** The input follows **

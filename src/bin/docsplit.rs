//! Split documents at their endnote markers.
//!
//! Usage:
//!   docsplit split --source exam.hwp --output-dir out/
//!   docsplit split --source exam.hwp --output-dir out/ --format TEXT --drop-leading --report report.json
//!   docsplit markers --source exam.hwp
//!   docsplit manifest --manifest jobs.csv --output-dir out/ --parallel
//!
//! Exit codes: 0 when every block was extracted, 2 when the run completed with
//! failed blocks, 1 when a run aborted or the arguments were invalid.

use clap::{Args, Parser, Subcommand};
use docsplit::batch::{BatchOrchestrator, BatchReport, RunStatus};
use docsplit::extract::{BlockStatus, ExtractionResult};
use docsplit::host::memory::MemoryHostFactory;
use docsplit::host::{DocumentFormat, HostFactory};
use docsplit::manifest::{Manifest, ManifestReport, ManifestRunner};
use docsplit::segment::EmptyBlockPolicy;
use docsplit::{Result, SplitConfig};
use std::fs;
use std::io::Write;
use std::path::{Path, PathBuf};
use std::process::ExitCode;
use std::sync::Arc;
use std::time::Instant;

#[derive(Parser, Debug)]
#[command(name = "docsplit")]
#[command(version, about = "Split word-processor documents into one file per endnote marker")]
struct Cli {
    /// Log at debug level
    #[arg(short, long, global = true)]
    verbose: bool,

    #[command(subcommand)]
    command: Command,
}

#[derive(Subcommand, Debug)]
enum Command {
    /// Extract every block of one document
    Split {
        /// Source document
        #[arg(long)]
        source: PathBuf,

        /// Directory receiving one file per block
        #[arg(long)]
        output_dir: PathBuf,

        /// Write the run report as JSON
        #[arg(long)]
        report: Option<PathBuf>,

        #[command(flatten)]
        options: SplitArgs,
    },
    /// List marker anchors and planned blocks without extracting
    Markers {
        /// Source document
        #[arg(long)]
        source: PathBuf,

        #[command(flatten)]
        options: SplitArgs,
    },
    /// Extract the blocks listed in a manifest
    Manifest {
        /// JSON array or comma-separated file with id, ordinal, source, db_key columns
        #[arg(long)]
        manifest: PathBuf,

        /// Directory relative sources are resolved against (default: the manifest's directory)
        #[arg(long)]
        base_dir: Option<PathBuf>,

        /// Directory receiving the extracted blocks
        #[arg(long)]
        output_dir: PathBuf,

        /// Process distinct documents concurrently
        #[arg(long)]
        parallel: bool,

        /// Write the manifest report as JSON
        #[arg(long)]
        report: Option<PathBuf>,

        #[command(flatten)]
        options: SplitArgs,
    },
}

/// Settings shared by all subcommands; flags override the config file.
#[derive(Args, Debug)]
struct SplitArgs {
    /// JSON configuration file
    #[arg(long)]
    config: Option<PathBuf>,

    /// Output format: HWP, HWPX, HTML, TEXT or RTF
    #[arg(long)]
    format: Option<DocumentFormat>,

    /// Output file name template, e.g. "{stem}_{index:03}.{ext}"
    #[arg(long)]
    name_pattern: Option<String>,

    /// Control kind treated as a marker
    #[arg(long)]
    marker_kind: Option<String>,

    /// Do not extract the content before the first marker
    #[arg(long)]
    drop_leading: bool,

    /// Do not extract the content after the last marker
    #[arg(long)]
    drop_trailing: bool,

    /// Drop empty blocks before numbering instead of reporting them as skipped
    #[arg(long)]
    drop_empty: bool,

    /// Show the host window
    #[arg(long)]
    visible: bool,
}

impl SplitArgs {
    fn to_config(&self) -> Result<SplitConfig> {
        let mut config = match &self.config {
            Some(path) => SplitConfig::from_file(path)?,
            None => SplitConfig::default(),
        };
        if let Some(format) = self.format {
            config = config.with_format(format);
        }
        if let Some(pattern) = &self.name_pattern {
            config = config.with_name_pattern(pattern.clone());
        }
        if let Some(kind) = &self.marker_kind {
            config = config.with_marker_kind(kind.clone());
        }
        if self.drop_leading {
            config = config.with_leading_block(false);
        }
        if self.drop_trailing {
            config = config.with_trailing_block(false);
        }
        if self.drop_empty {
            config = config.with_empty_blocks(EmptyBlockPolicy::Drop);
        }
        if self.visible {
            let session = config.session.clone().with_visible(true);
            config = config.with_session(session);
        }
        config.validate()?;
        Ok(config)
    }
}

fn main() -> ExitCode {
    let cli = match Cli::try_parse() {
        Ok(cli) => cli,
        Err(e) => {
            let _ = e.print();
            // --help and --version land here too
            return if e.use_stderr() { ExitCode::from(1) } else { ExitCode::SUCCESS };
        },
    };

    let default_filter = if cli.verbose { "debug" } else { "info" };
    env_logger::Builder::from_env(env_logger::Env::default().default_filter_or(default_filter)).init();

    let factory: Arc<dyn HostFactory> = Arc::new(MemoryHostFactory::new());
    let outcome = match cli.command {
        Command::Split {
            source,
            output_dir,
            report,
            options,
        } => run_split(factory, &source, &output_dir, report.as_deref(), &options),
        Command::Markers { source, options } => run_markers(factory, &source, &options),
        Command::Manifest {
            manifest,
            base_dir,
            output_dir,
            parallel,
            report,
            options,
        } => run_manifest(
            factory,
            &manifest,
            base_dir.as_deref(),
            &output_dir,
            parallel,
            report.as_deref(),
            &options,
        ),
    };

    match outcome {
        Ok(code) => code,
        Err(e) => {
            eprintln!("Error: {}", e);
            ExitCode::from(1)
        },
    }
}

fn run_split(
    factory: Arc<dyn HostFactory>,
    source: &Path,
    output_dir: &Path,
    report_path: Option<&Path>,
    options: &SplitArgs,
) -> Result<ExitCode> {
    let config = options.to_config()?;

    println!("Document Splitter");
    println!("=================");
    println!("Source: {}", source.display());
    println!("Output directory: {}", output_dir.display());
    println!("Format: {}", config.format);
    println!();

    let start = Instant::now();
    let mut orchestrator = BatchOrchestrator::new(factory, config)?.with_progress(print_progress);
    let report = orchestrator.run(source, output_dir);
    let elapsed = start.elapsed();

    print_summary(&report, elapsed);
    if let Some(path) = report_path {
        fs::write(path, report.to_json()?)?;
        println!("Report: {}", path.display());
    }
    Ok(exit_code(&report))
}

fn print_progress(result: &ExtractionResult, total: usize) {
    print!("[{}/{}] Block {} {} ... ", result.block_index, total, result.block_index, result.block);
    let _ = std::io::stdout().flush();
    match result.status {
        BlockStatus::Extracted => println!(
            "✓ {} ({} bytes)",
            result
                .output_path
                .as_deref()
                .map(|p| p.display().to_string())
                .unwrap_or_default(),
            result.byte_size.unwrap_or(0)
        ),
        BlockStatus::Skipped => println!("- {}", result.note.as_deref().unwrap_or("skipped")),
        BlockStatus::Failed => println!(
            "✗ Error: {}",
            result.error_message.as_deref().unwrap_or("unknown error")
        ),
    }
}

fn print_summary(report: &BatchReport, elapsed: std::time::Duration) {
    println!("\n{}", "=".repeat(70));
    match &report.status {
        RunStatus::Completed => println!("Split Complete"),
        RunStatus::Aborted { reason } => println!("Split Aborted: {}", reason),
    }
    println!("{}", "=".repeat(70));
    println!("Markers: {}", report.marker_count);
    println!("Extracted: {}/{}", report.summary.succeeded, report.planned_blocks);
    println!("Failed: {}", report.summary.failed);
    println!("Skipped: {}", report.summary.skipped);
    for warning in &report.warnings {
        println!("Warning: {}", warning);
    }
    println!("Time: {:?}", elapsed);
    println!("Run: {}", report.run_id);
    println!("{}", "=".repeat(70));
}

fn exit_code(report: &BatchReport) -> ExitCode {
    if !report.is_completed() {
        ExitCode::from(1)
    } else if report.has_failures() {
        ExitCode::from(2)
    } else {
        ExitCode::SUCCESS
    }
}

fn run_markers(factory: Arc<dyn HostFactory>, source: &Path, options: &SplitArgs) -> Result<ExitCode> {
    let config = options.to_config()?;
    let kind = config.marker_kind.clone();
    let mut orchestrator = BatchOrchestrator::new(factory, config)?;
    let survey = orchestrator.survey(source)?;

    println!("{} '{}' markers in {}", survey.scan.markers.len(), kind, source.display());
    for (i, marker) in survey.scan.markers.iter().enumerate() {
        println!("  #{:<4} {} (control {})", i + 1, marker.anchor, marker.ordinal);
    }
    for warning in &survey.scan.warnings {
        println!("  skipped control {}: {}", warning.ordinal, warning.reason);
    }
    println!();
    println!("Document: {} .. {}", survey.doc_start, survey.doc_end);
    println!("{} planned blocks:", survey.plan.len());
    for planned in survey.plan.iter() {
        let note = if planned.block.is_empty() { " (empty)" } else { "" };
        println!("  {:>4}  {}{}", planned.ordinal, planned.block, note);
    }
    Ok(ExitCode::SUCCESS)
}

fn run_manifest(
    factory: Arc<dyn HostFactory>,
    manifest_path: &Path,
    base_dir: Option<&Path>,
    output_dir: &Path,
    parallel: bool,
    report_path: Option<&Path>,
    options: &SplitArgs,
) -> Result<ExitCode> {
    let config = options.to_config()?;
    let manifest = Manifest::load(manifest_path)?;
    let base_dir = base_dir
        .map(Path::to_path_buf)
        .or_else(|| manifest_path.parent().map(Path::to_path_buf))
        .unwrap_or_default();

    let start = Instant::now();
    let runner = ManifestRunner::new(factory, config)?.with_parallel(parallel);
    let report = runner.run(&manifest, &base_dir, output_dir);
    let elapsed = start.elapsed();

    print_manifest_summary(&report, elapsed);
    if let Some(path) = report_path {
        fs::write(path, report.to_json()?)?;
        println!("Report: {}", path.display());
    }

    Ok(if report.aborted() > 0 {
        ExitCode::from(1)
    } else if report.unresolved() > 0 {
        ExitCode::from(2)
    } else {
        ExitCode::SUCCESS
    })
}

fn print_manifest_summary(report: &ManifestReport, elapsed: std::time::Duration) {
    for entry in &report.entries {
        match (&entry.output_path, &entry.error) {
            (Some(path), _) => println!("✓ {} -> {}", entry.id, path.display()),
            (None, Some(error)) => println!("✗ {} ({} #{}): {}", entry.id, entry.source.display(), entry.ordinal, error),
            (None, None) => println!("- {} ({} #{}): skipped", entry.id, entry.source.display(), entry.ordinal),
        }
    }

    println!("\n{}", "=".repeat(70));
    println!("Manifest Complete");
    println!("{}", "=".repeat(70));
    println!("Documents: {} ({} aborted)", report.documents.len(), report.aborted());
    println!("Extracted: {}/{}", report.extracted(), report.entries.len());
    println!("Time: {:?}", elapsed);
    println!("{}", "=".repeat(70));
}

** End of The input **

** What you are asked to do **
Please find every line in the listing that holds the string "verbose" and copy it.

** Final answer **
    verbose: bool,
    let default_filter = if cli.verbose { "debug" } else { "info" };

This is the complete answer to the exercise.